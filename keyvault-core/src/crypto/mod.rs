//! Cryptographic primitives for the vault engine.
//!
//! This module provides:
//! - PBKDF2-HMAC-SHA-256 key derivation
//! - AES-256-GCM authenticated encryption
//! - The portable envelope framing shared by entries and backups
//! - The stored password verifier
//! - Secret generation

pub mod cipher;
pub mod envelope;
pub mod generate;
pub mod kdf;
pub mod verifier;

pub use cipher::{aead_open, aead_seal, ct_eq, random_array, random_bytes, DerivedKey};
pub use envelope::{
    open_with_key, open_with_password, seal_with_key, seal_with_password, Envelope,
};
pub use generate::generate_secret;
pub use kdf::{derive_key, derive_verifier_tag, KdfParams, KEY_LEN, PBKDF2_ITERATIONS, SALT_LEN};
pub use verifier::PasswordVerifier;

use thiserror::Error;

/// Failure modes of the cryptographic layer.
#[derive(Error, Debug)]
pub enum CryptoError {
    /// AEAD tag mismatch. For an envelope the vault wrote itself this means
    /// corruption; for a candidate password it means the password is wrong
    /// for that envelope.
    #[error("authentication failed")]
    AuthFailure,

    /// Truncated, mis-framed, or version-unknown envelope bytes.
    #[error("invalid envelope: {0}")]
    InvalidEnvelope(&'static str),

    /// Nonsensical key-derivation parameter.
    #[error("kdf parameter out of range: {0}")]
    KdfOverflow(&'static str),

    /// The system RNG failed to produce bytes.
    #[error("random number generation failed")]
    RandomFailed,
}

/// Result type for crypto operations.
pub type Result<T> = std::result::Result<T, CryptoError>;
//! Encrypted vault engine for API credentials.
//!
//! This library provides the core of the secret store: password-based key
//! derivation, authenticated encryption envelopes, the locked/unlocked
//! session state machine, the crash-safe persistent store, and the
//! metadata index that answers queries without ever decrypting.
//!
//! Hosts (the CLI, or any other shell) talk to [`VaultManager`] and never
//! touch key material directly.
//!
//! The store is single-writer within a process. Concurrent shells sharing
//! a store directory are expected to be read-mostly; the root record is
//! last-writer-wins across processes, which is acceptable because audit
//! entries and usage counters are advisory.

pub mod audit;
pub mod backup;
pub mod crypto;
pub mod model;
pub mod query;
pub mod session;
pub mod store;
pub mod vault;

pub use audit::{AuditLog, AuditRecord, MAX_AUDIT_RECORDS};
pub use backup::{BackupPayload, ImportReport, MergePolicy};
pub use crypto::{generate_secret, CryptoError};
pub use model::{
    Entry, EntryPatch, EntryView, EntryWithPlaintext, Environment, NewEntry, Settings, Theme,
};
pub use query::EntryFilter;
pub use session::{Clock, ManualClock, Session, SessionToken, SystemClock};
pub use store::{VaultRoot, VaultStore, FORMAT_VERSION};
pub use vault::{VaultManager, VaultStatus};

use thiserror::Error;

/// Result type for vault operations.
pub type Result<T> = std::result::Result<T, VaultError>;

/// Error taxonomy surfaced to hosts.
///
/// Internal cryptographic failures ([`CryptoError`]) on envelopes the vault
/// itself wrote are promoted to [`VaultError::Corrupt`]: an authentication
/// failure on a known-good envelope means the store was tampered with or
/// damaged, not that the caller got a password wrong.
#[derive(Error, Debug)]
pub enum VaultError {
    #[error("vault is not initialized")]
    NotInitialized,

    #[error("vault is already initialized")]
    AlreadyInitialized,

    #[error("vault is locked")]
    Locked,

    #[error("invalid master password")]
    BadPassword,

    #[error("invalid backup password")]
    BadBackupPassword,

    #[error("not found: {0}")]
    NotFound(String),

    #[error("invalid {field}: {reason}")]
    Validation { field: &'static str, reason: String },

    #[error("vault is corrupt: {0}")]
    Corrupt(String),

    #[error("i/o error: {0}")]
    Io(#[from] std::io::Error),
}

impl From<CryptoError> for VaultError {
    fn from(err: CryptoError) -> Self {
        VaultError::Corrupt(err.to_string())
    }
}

...

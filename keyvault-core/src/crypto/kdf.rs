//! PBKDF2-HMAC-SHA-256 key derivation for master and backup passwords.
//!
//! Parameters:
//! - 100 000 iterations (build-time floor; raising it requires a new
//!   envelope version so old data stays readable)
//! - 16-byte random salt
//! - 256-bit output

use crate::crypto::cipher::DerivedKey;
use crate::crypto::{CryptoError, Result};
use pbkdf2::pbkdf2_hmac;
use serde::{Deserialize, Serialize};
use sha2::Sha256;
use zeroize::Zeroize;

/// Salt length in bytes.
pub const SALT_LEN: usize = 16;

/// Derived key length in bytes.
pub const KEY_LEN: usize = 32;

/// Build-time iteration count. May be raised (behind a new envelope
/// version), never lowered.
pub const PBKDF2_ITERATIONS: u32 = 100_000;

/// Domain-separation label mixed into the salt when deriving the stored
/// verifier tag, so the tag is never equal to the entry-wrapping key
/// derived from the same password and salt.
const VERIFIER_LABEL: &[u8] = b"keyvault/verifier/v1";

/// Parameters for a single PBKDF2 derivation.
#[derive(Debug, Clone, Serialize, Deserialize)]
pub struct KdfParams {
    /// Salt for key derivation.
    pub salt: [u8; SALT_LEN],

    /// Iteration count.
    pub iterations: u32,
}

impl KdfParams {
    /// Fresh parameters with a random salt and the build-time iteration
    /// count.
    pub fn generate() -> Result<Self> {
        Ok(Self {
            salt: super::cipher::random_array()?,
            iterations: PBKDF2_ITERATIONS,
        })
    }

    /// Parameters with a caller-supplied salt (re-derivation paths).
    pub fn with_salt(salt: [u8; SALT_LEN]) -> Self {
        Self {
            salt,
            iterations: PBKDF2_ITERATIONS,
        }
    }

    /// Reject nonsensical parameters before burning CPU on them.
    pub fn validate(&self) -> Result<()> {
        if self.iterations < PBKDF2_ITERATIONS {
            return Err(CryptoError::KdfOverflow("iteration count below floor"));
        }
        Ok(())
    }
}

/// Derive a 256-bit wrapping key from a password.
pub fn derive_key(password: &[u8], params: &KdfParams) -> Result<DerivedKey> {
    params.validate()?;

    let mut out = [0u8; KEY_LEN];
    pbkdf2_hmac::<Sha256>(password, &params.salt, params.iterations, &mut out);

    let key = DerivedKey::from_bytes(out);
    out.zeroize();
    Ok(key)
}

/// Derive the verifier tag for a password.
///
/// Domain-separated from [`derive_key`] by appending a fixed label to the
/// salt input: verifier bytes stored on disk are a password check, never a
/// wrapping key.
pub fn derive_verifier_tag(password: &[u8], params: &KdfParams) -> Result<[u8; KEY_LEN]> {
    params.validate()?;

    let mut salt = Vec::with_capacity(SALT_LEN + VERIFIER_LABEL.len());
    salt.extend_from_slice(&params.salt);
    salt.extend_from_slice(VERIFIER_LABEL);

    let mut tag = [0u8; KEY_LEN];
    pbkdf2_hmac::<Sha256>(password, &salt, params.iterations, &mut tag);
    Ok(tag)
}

* _WHAT THE TASK ASKS_: When a line in the records above holds "authenticated", that line is to be reported.

* _ANSWER SECTION_:
//! - AES-256-GCM authenticated encryption
//! derivation, authenticated encryption envelopes, the locked/unlocked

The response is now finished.